TASK BRIEF
Determine how many lines of the records include "that", and answer with the number alone.

INFORMATION SUPPLIED
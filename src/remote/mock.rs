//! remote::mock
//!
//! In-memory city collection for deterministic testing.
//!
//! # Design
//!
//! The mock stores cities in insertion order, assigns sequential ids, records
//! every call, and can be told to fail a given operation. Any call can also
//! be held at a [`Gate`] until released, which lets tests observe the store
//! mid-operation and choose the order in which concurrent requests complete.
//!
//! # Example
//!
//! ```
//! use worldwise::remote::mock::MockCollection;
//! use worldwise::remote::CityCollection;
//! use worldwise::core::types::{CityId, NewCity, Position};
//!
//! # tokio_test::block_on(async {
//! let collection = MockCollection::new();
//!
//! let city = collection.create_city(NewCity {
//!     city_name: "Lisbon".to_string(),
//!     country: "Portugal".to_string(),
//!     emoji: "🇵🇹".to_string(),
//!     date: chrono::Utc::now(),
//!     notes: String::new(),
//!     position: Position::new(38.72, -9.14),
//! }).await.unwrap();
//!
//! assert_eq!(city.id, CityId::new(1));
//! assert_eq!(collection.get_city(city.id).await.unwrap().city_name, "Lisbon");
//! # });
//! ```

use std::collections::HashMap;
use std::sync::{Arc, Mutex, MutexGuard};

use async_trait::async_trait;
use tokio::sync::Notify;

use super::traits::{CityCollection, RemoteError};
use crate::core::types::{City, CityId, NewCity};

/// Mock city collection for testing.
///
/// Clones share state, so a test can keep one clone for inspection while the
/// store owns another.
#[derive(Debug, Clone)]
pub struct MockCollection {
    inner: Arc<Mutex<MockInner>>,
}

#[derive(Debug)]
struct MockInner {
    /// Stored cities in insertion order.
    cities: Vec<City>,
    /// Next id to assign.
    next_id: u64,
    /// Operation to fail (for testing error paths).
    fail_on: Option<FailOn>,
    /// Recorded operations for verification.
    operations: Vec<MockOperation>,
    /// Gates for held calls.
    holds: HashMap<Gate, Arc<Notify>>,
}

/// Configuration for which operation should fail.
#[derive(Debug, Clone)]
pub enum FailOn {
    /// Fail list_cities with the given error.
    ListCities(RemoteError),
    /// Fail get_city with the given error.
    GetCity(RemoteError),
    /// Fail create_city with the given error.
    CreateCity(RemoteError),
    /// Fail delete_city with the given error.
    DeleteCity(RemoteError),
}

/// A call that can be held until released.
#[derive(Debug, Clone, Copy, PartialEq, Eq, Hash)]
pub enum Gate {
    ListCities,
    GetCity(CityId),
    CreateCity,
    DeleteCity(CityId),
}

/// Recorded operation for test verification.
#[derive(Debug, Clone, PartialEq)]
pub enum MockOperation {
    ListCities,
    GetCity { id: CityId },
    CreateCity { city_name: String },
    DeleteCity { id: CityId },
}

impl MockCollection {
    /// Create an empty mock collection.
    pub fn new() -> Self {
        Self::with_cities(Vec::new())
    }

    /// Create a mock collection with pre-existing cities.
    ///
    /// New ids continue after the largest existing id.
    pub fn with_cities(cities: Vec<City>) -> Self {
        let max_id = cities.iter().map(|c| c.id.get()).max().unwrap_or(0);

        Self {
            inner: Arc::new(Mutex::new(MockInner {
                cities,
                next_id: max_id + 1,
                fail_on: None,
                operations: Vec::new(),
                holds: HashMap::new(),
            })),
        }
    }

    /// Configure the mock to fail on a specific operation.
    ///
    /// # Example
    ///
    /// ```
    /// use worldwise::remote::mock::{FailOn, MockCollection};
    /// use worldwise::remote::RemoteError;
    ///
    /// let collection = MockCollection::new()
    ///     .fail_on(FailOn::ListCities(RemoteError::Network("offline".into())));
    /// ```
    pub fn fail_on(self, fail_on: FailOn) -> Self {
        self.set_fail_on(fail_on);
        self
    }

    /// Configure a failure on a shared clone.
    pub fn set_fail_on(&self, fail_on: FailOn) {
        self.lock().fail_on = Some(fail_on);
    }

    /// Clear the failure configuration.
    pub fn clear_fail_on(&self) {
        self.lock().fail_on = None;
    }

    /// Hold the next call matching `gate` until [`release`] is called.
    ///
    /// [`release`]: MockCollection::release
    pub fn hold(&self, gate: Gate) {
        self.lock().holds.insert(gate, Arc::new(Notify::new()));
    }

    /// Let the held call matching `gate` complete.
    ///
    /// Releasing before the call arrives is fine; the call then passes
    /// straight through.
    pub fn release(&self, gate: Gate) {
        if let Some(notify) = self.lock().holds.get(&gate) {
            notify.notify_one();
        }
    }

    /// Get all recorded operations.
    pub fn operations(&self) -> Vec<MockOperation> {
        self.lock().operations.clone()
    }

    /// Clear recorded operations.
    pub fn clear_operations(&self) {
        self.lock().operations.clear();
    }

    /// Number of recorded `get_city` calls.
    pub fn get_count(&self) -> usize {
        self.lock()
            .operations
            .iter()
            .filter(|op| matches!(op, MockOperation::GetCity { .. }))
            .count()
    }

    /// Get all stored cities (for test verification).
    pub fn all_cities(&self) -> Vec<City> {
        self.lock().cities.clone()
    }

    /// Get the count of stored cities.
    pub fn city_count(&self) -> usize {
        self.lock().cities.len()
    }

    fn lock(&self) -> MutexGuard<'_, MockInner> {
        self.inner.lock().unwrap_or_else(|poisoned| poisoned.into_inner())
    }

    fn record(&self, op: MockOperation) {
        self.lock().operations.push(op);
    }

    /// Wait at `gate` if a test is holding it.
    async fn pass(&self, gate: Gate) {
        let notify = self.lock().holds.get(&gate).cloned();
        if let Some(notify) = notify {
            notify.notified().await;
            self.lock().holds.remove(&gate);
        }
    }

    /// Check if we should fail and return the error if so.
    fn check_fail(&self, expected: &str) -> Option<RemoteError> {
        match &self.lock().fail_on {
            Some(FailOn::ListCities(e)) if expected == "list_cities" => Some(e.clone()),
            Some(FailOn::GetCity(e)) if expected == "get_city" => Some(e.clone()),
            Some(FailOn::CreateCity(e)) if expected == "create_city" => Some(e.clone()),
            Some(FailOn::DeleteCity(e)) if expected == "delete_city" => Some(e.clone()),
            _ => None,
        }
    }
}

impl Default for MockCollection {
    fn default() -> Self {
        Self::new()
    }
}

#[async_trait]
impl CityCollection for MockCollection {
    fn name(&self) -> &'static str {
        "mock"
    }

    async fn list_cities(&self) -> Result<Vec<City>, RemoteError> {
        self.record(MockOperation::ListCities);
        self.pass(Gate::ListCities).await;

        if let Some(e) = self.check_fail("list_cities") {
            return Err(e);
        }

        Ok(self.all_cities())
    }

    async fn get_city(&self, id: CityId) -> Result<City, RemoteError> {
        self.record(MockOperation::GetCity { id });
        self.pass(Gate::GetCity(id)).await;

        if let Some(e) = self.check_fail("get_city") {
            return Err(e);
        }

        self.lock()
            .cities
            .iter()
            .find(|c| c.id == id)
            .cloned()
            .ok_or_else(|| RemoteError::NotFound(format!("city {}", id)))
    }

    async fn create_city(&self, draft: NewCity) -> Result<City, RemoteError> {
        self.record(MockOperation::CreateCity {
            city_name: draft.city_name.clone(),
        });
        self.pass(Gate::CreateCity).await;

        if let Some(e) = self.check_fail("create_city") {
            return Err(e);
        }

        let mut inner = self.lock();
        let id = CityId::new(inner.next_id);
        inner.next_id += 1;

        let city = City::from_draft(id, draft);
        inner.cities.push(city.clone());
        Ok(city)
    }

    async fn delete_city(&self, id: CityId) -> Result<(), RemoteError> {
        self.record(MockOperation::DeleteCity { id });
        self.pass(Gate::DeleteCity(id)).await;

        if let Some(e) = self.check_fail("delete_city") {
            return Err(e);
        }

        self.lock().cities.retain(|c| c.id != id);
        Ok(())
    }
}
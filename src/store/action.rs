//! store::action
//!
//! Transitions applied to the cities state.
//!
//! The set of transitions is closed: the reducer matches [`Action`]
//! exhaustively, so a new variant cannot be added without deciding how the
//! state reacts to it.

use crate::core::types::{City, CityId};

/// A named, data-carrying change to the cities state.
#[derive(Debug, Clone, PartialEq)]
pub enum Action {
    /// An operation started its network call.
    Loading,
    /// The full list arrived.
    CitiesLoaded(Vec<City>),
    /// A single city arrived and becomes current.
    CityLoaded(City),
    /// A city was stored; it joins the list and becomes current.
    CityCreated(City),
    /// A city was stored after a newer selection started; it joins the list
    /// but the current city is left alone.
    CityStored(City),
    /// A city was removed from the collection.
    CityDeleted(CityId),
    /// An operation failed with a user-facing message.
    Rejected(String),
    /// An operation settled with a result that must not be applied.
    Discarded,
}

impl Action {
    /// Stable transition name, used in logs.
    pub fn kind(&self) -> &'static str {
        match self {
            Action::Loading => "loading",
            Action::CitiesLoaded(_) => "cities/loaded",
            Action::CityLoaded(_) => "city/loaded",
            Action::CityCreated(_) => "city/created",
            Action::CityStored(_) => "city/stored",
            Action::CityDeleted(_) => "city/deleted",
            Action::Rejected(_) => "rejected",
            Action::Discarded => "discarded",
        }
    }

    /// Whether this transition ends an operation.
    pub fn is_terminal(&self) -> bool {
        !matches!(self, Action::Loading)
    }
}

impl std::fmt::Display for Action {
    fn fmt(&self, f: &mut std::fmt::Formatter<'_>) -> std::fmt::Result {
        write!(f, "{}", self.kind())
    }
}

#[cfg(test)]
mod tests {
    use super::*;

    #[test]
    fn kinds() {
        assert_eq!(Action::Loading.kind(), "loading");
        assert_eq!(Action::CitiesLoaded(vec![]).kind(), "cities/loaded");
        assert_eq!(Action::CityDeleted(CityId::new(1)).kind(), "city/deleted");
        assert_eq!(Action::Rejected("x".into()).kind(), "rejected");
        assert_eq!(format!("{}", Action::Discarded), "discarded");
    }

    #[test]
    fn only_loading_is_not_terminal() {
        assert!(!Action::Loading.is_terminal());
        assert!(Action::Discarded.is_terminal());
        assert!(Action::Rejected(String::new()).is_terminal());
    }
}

OUTPUT FOR THIS EXERCISE
2